> [Exercise brief]:
Look through the listing below and report the lines that have the word "ordered" in them.
★ ★ ★ ★ ★
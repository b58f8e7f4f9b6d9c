//! Main docshape crate providing a document-mapping layer over MongoDB-style stores.
//!
//! This crate is the primary entry point for users of docshape. It re-exports
//! the core types from the sub-crates, the `Document` derive macro, and the
//! storage backends.
//!
//! # Features
//!
//! - **Lifecycle** - Identity and timestamps assigned on setup, refreshed on update
//! - **Soft delete** - Deleted documents stay stored and are hidden from default reads
//! - **Hooks** - Optional pre/post callbacks around create, update, delete and find
//! - **Pagination** - Page arithmetic for finds and aggregation pipelines
//! - **Multiple backends** - MongoDB for persistence, in-memory for tests
//!
//! # Quick Start
//!
//! ```ignore
//! use docshape::{prelude::*, memory::InMemoryStore};
//! use serde::{Deserialize, Serialize};
//!
//! #[derive(Debug, Default, Serialize, Deserialize, Document)]
//! #[document(collection = "users")]
//! pub struct User {
//!     #[serde(flatten)]
//!     pub base: Base,
//!     pub first_name: String,
//! }
//!
//! #[tokio::main]
//! async fn main() -> Result<(), Box<dyn std::error::Error>> {
//!     let store = DocumentStore::new(InMemoryStore::builder().build().await?);
//!
//!     let mut user = User { first_name: "Ivy".to_string(), ..Default::default() };
//!     user.setup()?;
//!     store.save_document(&mut user).await?;
//!
//!     let mut found = User::default();
//!     store.find_one_by_id(user.id().unwrap(), None, &mut found).await?;
//!
//!     store.soft_delete_document(&mut found).await?;
//!     store.shutdown().await?;
//!
//!     Ok(())
//! }
//! ```
//!
//! # Hooks
//!
//! Derive with `#[document(hooks)]` and implement [`document::DocumentHooks`]
//! yourself. A failing hook aborts the operation with
//! [`error::DocumentStoreError::Hook`].
//!
//! ```ignore
//! use docshape::{prelude::*, async_trait};
//!
//! #[async_trait]
//! impl DocumentHooks for User {
//!     async fn pre_create(&mut self, _store: &dyn DynStoreBackend) -> HookResult {
//!         self.first_name = self.first_name.trim().to_string();
//!         Ok(())
//!     }
//! }
//! ```
//!
//! # Backends
//!
//! - [`memory`] - In-memory storage for development and testing
//! - [`mongodb`] - Persistent MongoDB backend (requires `mongodb` feature)

#[allow(unused_extern_crates)]
extern crate self as docshape;

pub mod prelude;

pub use docshape_core::{backend, collection, cursor, document, error, operator, page, query, store, update};
pub use docshape_macros::Document;

pub use async_trait::async_trait;
pub use bson;

/// In-memory storage backend implementations.
pub mod memory {
    pub use docshape_memory::{InMemoryStore, InMemoryStoreBuilder, InMemoryStoreError};
}

/// MongoDB storage backend implementations.
///
/// This module is only available when the `mongodb` feature is enabled.
#[cfg(feature = "mongodb")]
pub mod mongodb {
    pub use docshape_mongodb::{MongoDbStore, MongoDbStoreBuilder};
}
//! Reserved operator tokens of the MongoDB wire vocabulary.
//!
//! These are used when building filters, update documents and aggregation
//! pipelines. The literals must match the server exactly.

// Aggregation stages and field update operators
pub const ADD_FIELDS: &str = "$addFields";
pub const BUCKET: &str = "$bucket";
pub const BUCKET_AUTO: &str = "$bucketAuto";
pub const COLL_STATS: &str = "$collStats";
pub const COUNT: &str = "$count";
pub const FACET: &str = "$facet";
pub const GEO_NEAR: &str = "$geoNear";
pub const GRAPH_LOOKUP: &str = "$graphLookup";
pub const GROUP: &str = "$group";
pub const INDEX_STATS: &str = "$indexStats";
pub const LIMIT: &str = "$limit";
pub const LIST_SESSIONS: &str = "$listSessions";
pub const LOOKUP: &str = "$lookup";
pub const MATCH: &str = "$match";
pub const MERGE: &str = "$merge";
pub const OUT: &str = "$out";
pub const PLAN_CACHE_STATS: &str = "$planCacheStats";
pub const PROJECT: &str = "$project";
pub const REDACT: &str = "$redact";
pub const REPLACE_ROOT: &str = "$replaceRoot";
pub const REPLACE_WITH: &str = "$replaceWith";
pub const SAMPLE: &str = "$sample";
pub const SET: &str = "$set";
pub const SKIP: &str = "$skip";
pub const SORT: &str = "$sort";
pub const SORT_BY_COUNT: &str = "$sortByCount";
pub const UNSET: &str = "$unset";
pub const MUL: &str = "$mul";
pub const INC: &str = "$inc";
pub const RENAME: &str = "$rename";
pub const UNWIND: &str = "$unwind";

// Accumulators
pub const AVG: &str = "$avg";
pub const MAX: &str = "$max";
pub const MIN: &str = "$min";
pub const STD_DEV_POP: &str = "$stdDevPop";
pub const STD_DEV_SAMP: &str = "$stdDevSamp";
pub const SUM: &str = "$sum";

// Array updates
pub const ADD_TO_SET: &str = "$addToSet";
pub const POP: &str = "$pop";
pub const PULL: &str = "$pull";
pub const PUSH: &str = "$push";
pub const PULL_ALL: &str = "$pullAll";

// Comparison
pub const EQ: &str = "$eq";
pub const GT: &str = "$gt";
pub const GTE: &str = "$gte";
pub const IN: &str = "$in";
pub const LT: &str = "$lt";
pub const LTE: &str = "$lte";
pub const NE: &str = "$ne";
pub const NIN: &str = "$nin";

// Logical
pub const AND: &str = "$and";
pub const NOT: &str = "$not";
pub const NOR: &str = "$nor";
pub const OR: &str = "$or";

// Element
pub const EXISTS: &str = "$exists";
pub const TYPE: &str = "$type";

// Evaluation
pub const EXPR: &str = "$expr";
pub const JSON_SCHEMA: &str = "$jsonSchema";
pub const MOD: &str = "$mod";
pub const REGEX: &str = "$regex";
pub const TEXT: &str = "$text";
pub const WHERE: &str = "$where";

// Geospatial
pub const GEO_INTERSECTS: &str = "$geoIntersects";
pub const GEO_WITHIN: &str = "$geoWithin";
pub const NEAR: &str = "$near";
pub const NEAR_SPHERE: &str = "$nearSphere";

// Array queries
pub const ALL: &str = "$all";
pub const ELEM_MATCH: &str = "$elemMatch";
pub const SIZE: &str = "$size";

// Bitwise
pub const BITS_ALL_CLEAR: &str = "$bitsAllClear";
pub const BITS_ALL_SET: &str = "$bitsAllSet";
pub const BITS_ANY_CLEAR: &str = "$bitsAnyClear";
pub const BITS_ANY_SET: &str = "$bitsAnySet";

pub const COMMENT: &str = "$comment";

// Projection
pub const DOLLAR: &str = "$";
pub const META: &str = "$meta";
pub const SLICE: &str = "$slice";

/// Keys of a `$lookup` stage body.
pub mod lookup {
    pub const FROM: &str = "from";
    pub const LOCAL_FIELD: &str = "localField";
    pub const FOREIGN_FIELD: &str = "foreignField";
    pub const AS: &str = "as";
    pub const LET: &str = "let";
    pub const PIPELINE: &str = "pipeline";
}
//! Filter, projection and sort evaluation for in-memory documents.
//!
//! Filters are the ordered `(field, value)` lists used across the store. A
//! value is either matched for equality or, when it is a document whose keys
//! are all operators, evaluated operator by operator. Field names may be dotted
//! paths into embedded documents.

use bson::{Bson, DateTime, Document, oid::ObjectId};
use std::{cmp::Ordering, collections::HashMap};

use docshape_core::{error::DocumentStoreResult, operator, query::SortDirection};

use crate::error::InMemoryStoreError;

/// Comparable representation of BSON values.
///
/// Numeric types are normalized to `f64`. Values of different kinds are never
/// equal; for sorting they are ordered by kind.
#[derive(Debug)]
pub(crate) enum Comparable<'a> {
    Null,
    Number(f64),
    String(&'a str),
    Map(HashMap<&'a str, Comparable<'a>>),
    Array(Vec<Comparable<'a>>),
    ObjectId(ObjectId),
    Bool(bool),
    DateTime(DateTime),
}

impl<'a> From<&'a Bson> for Comparable<'a> {
    fn from(bson: &'a Bson) -> Self {
        match bson {
            Bson::Null => Comparable::Null,
            Bson::Boolean(value) => Comparable::Bool(*value),
            Bson::Int32(value) => Comparable::Number(*value as f64),
            Bson::Int64(value) => Comparable::Number(*value as f64),
            Bson::Double(value) => Comparable::Number(*value),
            Bson::DateTime(value) => Comparable::DateTime(*value),
            Bson::ObjectId(value) => Comparable::ObjectId(*value),
            Bson::String(value) => Comparable::String(value),
            Bson::Array(arr) => Comparable::Array(
                arr
                    .iter()
                    .map(Comparable::from)
                    .collect::<Vec<_>>()
            ),
            Bson::Document(doc) => Comparable::Map(
                doc
                    .iter()
                    .map(|(k, v)| (k.as_str(), Comparable::from(v)))
                    .collect::<HashMap<_, _>>()
            ),
            _ => Comparable::Null,
        }
    }
}

impl<'a> Comparable<'a> {
    /// Position of the value's kind in the store's cross-type sort order.
    fn rank(&self) -> u8 {
        match self {
            Comparable::Null => 0,
            Comparable::Number(_) => 1,
            Comparable::String(_) => 2,
            Comparable::Map(_) => 3,
            Comparable::Array(_) => 4,
            Comparable::ObjectId(_) => 5,
            Comparable::Bool(_) => 6,
            Comparable::DateTime(_) => 7,
        }
    }

    /// Total order used by sorts.
    pub(crate) fn sort_cmp(&self, other: &Self) -> Ordering {
        self.rank()
            .cmp(&other.rank())
            .then_with(|| self.partial_cmp(other).unwrap_or(Ordering::Equal))
    }
}

impl<'a> PartialEq for Comparable<'a> {
    fn eq(&self, other: &Self) -> bool {
        match (self, other) {
            (Comparable::Null, Comparable::Null) => true,
            (Comparable::Bool(a), Comparable::Bool(b)) => a == b,
            (Comparable::Number(a), Comparable::Number(b)) => a == b,
            (Comparable::DateTime(a), Comparable::DateTime(b)) => a == b,
            (Comparable::ObjectId(a), Comparable::ObjectId(b)) => a == b,
            (Comparable::String(a), Comparable::String(b)) => a == b,
            (Comparable::Array(a), Comparable::Array(b)) => a == b,
            (Comparable::Map(a), Comparable::Map(b)) => a == b,
            _ => false,
        }
    }
}

impl<'a> PartialOrd for Comparable<'a> {
    fn partial_cmp(&self, other: &Self) -> Option<Ordering> {
        match (self, other) {
            (Comparable::Bool(a), Comparable::Bool(b)) => a.partial_cmp(b),
            (Comparable::Number(a), Comparable::Number(b)) => a.partial_cmp(b),
            (Comparable::DateTime(a), Comparable::DateTime(b)) => a.partial_cmp(b),
            (Comparable::ObjectId(a), Comparable::ObjectId(b)) => a.partial_cmp(b),
            (Comparable::String(a), Comparable::String(b)) => a.partial_cmp(b),
            _ => None,
        }
    }
}

/// Resolves a dotted path. Numeric segments index into arrays.
pub(crate) fn lookup<'a>(document: &'a Document, path: &str) -> Option<&'a Bson> {
    let mut segments = path.split('.');
    let mut current = document.get(segments.next()?)?;

    for segment in segments {
        current = match current {
            Bson::Document(inner) => inner.get(segment)?,
            Bson::Array(items) => items.get(segment.parse::<usize>().ok()?)?,
            _ => return None,
        };
    }

    Some(current)
}

/// `true` if `document` satisfies every constraint in `filters`.
pub(crate) fn matches(document: &Document, filters: &[(String, Bson)]) -> DocumentStoreResult<bool> {
    for (field, expected) in filters {
        if !matches_constraint(document, field, expected)? {
            return Ok(false);
        }
    }

    Ok(true)
}

/// Converts a filter document into an ordered constraint list.
pub(crate) fn to_filters(document: &Document) -> Vec<(String, Bson)> {
    document
        .iter()
        .map(|(field, value)| (field.clone(), value.clone()))
        .collect()
}

fn matches_constraint(document: &Document, field: &str, expected: &Bson) -> DocumentStoreResult<bool> {
    match field {
        operator::AND | operator::OR | operator::NOR => {
            let Bson::Array(clauses) = expected else {
                return Err(InMemoryStoreError::UnsupportedOperator(format!("{field} requires an array")).into());
            };

            let mut results = Vec::with_capacity(clauses.len());
            for clause in clauses {
                let Bson::Document(clause) = clause else {
                    return Err(InMemoryStoreError::UnsupportedOperator(format!("{field} clauses must be documents")).into());
                };
                results.push(matches(document, &to_filters(clause))?);
            }

            Ok(match field {
                operator::AND => results.iter().all(|matched| *matched),
                operator::OR => results.iter().any(|matched| *matched),
                _ => !results.iter().any(|matched| *matched),
            })
        },
        _ => value_matches(lookup(document, field), expected),
    }
}

/// Matches a resolved field value (`None` when absent) against an expected
/// value or operator document.
pub(crate) fn value_matches(actual: Option<&Bson>, expected: &Bson) -> DocumentStoreResult<bool> {
    match expected {
        Bson::Document(operators) if is_operator_document(operators) => {
            for (op, argument) in operators {
                if !apply_operator(actual, op, argument)? {
                    return Ok(false);
                }
            }

            Ok(true)
        },
        _ => Ok(equals(actual, expected)),
    }
}

fn is_operator_document(document: &Document) -> bool {
    !document.is_empty() && document.keys().all(|key| key.starts_with('$'))
}

/// Equality, where an array field also matches when any element is equal and
/// a missing field matches `null`.
fn equals(actual: Option<&Bson>, expected: &Bson) -> bool {
    let Some(value) = actual else {
        return matches!(expected, Bson::Null);
    };

    let expected = Comparable::from(expected);
    if Comparable::from(value) == expected {
        return true;
    }

    match value {
        Bson::Array(items) => items.iter().any(|item| Comparable::from(item) == expected),
        _ => false,
    }
}

fn apply_operator(actual: Option<&Bson>, op: &str, argument: &Bson) -> DocumentStoreResult<bool> {
    match op {
        operator::EQ => Ok(equals(actual, argument)),
        operator::NE => Ok(!equals(actual, argument)),
        operator::GT | operator::GTE | operator::LT | operator::LTE => {
            let Some(value) = actual else {
                return Ok(false);
            };
            let argument = Comparable::from(argument);

            Ok(candidates(value).into_iter().any(|candidate| {
                match Comparable::from(candidate).partial_cmp(&argument) {
                    Some(ordering) => match op {
                        operator::GT => ordering == Ordering::Greater,
                        operator::GTE => ordering != Ordering::Less,
                        operator::LT => ordering == Ordering::Less,
                        _ => ordering != Ordering::Greater,
                    },
                    None => false,
                }
            }))
        },
        operator::IN => Ok(array_argument(op, argument)?
            .iter()
            .any(|value| equals(actual, value))),
        operator::NIN => Ok(!array_argument(op, argument)?
            .iter()
            .any(|value| equals(actual, value))),
        operator::ALL => Ok(array_argument(op, argument)?
            .iter()
            .all(|value| equals(actual, value))),
        operator::EXISTS => Ok(actual.is_some() == is_truthy(argument)),
        operator::SIZE => Ok(match (actual, as_i64(argument)) {
            (Some(Bson::Array(items)), Some(size)) => items.len() as i64 == size,
            _ => false,
        }),
        operator::NOT => Ok(!value_matches(actual, argument)?),
        other => Err(InMemoryStoreError::UnsupportedOperator(other.to_string()).into()),
    }
}

fn candidates(value: &Bson) -> Vec<&Bson> {
    match value {
        Bson::Array(items) => items.iter().collect(),
        other => vec![other],
    }
}

fn array_argument<'a>(op: &str, argument: &'a Bson) -> DocumentStoreResult<&'a Vec<Bson>> {
    match argument {
        Bson::Array(values) => Ok(values),
        _ => Err(InMemoryStoreError::UnsupportedOperator(format!("{op} requires an array")).into()),
    }
}

/// Numeric and boolean flags as used by `$exists` and projections.
pub(crate) fn is_truthy(value: &Bson) -> bool {
    match value {
        Bson::Boolean(flag) => *flag,
        Bson::Int32(n) => *n != 0,
        Bson::Int64(n) => *n != 0,
        Bson::Double(n) => *n != 0.0,
        Bson::Null => false,
        _ => true,
    }
}

pub(crate) fn as_i64(value: &Bson) -> Option<i64> {
    match value {
        Bson::Int32(n) => Some(i64::from(*n)),
        Bson::Int64(n) => Some(*n),
        Bson::Double(n) if n.fract() == 0.0 => Some(*n as i64),
        _ => None,
    }
}

/// Applies an inclusion or exclusion projection to top-level fields.
///
/// `_id` is kept unless explicitly excluded. Mixing inclusions and exclusions
/// of other fields is rejected.
pub(crate) fn project(document: Document, projection: &Document) -> DocumentStoreResult<Document> {
    if projection.is_empty() {
        return Ok(document);
    }

    let mut include_id = true;
    let mut included = Vec::new();
    let mut excluded = Vec::new();

    for (field, value) in projection {
        if let Bson::Document(_) = value {
            return Err(InMemoryStoreError::UnsupportedOperator(format!("projection of {field}")).into());
        }

        match (field.as_str(), is_truthy(value)) {
            ("_id", flag) => include_id = flag,
            (_, true) => included.push(field.as_str()),
            (_, false) => excluded.push(field.as_str()),
        }
    }

    if !included.is_empty() && !excluded.is_empty() {
        return Err(InMemoryStoreError::InvalidProjection(
            "cannot mix inclusion and exclusion".to_string(),
        )
        .into());
    }

    Ok(document
        .into_iter()
        .filter(|(field, _)| {
            if field == "_id" {
                include_id
            } else if !included.is_empty() {
                included.contains(&field.as_str())
            } else {
                !excluded.contains(&field.as_str())
            }
        })
        .collect())
}

/// Stable sort by the given keys in order. Missing fields sort as `null`.
pub(crate) fn sort_documents(documents: &mut [Document], keys: &[(String, SortDirection)]) {
    documents.sort_by(|a, b| {
        keys.iter()
            .fold(Ordering::Equal, |ordering, (field, direction)| {
                ordering.then_with(|| {
                    let left = lookup(a, field)
                        .map(Comparable::from)
                        .unwrap_or(Comparable::Null);
                    let right = lookup(b, field)
                        .map(Comparable::from)
                        .unwrap_or(Comparable::Null);

                    match direction {
                        SortDirection::Asc => left.sort_cmp(&right),
                        SortDirection::Desc => right.sort_cmp(&left),
                    }
                })
            })
    });
}
#[cfg(test)]
mod tests {
    use super::*;
    use bson::doc;

    fn filter(field: &str, value: impl Into<Bson>) -> Filters {
        vec![(field.to_string(), value.into())]
    }

    async fn seeded() -> InMemoryStore {
        let store = InMemoryStore::builder().build().await.unwrap();

        for (id, name, level) in [(1, "Ivy", 2), (2, "Asari", 1), (3, "Joseph", 3)] {
            store
                .insert_one(doc! { "_id": id, "name": name, "level": level, "is_deleted": false }, "users")
                .await
                .unwrap();
        }

        store
    }

    #[tokio::test]
    async fn insert_assigns_id_and_rejects_duplicates() {
        let store = InMemoryStore::new();

        let id = store.insert_one(doc! { "name": "Ivy" }, "users").await.unwrap();
        assert!(matches!(id, Bson::ObjectId(_)));

        let err = store
            .insert_one(doc! { "_id": id.clone(), "name": "Asari" }, "users")
            .await
            .unwrap_err();
        assert!(matches!(err, DocumentStoreError::DocumentAlreadyExists(_, ref c) if c == "users"));
        assert_eq!(store.len("users").await, 1);
    }

    #[tokio::test]
    async fn find_sorts_pages_and_projects() {
        let store = seeded().await;

        let options = FindOptions {
            projection: Some(doc! { "name": 1, "_id": 0 }),
            sort: Some(vec![Sort::desc("level")]),
            skip: Some(1),
            limit: Some(1),
        };

        let rows = store
            .find(filter("is_deleted", false), options, "users")
            .await
            .unwrap()
            .collect::<Document>()
            .await
            .unwrap();

        assert_eq!(rows, vec![doc! { "name": "Ivy" }]);
    }

    #[tokio::test]
    async fn find_one_and_count() {
        let store = seeded().await;

        let found = store
            .find_one(filter("level", doc! { "$gt": 1 }), FindOneOptions::default(), "users")
            .await
            .unwrap()
            .unwrap();
        assert_eq!(found.get_str("name").unwrap(), "Ivy");

        assert!(store
            .find_one(filter("name", "Nobody"), FindOneOptions::default(), "users")
            .await
            .unwrap()
            .is_none());
        assert!(store
            .find_one(filter("name", "Ivy"), FindOneOptions::default(), "missing")
            .await
            .unwrap()
            .is_none());

        assert_eq!(store.count_documents(filter("is_deleted", false), "users").await.unwrap(), 3);
        assert_eq!(store.count_documents(Vec::new(), "missing").await.unwrap(), 0);
    }

    #[tokio::test]
    async fn replace_keeps_identity() {
        let store = seeded().await;

        let result = store
            .replace_one(filter("_id", 2), doc! { "name": "Asari", "level": 5 }, "users")
            .await
            .unwrap();
        assert_eq!(result.matched_count, 1);
        assert_eq!(result.modified_count, 1);

        let replaced = store
            .find_one(filter("_id", 2), FindOneOptions::default(), "users")
            .await
            .unwrap()
            .unwrap();
        assert_eq!(replaced, doc! { "_id": 2, "name": "Asari", "level": 5 });

        let result = store
            .replace_one(filter("_id", 42), doc! { "name": "Nobody" }, "users")
            .await
            .unwrap();
        assert_eq!(result.matched_count, 0);

        assert!(store
            .replace_one(filter("_id", 1), doc! { "_id": 9, "name": "Ivy" }, "users")
            .await
            .is_err());
    }

    #[tokio::test]
    async fn update_many_and_upsert() {
        let store = seeded().await;

        let result = store
            .update_many(
                filter("level", doc! { "$gte": 2 }),
                doc! { "$set": { "rank": "senior" }, "$inc": { "level": 1 } },
                UpdateOptions::default(),
                "users",
            )
            .await
            .unwrap();
        assert_eq!(result.matched_count, 2);
        assert_eq!(result.modified_count, 2);
        assert_eq!(store.count_documents(filter("rank", "senior"), "users").await.unwrap(), 2);

        let result = store
            .update_many(
                filter("name", "Zainab"),
                doc! { "$set": { "level": 1 } },
                UpdateOptions { upsert: Some(true) },
                "users",
            )
            .await
            .unwrap();
        assert_eq!(result.matched_count, 0);
        assert!(result.upserted_id.is_some());
        assert_eq!(store.count_documents(filter("name", "Zainab"), "users").await.unwrap(), 1);

        assert!(store
            .update_many(Vec::new(), doc! { "name": "plain" }, UpdateOptions::default(), "users")
            .await
            .is_err());
    }

    #[tokio::test]
    async fn delete_one_removes_first_match() {
        let store = seeded().await;

        let result = store.delete_one(filter("_id", 3), "users").await.unwrap();
        assert_eq!(result.deleted_count, 1);

        let result = store.delete_one(filter("_id", 3), "users").await.unwrap();
        assert_eq!(result.deleted_count, 0);
        assert_eq!(store.len("users").await, 2);
    }

    #[tokio::test]
    async fn aggregate_runs_pipeline() {
        let store = seeded().await;

        let rows = store
            .aggregate(
                vec![doc! { "$match": { "level": { "$lt": 3 } } }, doc! { "$count": "total" }],
                AggregateOptions::default(),
                "users",
            )
            .await
            .unwrap()
            .collect::<Document>()
            .await
            .unwrap();

        assert_eq!(rows, vec![doc! { "total": 2 }]);
    }
}
//! In-memory document storage backend for docshape.
//!
//! This crate provides a thread-safe, in-memory implementation of the `StoreBackend` trait.
//! It uses async-aware read-write locks for concurrent access and is meant for development
//! and tests.
//!
//! # Features
//!
//! - **Thread-safe access** - Concurrent reads and writes using async-aware RwLock
//! - **Filters** - Equality, comparison, set membership, existence and logical operators on dotted paths
//! - **Updates** - `$set`, `$unset`, `$inc`, `$mul`, `$rename`, `$push`, `$addToSet`, `$pull`
//! - **Aggregation** - `$match`, `$sort`, `$skip`, `$limit`, `$count`, `$project`, `$facet`
//!
//! # Quick Start
//!
//! ```ignore
//! use docshape::{DocumentStore, memory::InMemoryStore};
//!
//! #[tokio::main]
//! async fn main() -> Result<(), Box<dyn std::error::Error>> {
//!     let backend = InMemoryStore::builder().build().await?;
//!     let store = DocumentStore::new(backend);
//!
//!     let mut user = User { first_name: "Alice".to_string(), ..Default::default() };
//!     user.setup()?;
//!     store.save_document(&mut user).await?;
//!
//!     Ok(())
//! }
//! ```

pub mod error;
pub mod store;

mod evaluator;
mod pipeline;
mod update;

pub use error::InMemoryStoreError;
pub use store::{InMemoryStore, InMemoryStoreBuilder};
★ ★ ★ ★ ★
> [Solution to this task]:
//! Filters are the ordered `(field, value)` lists used across the store. A
/// equal; for sorting they are ordered by kind.
/// Converts a filter document into an ordered constraint list.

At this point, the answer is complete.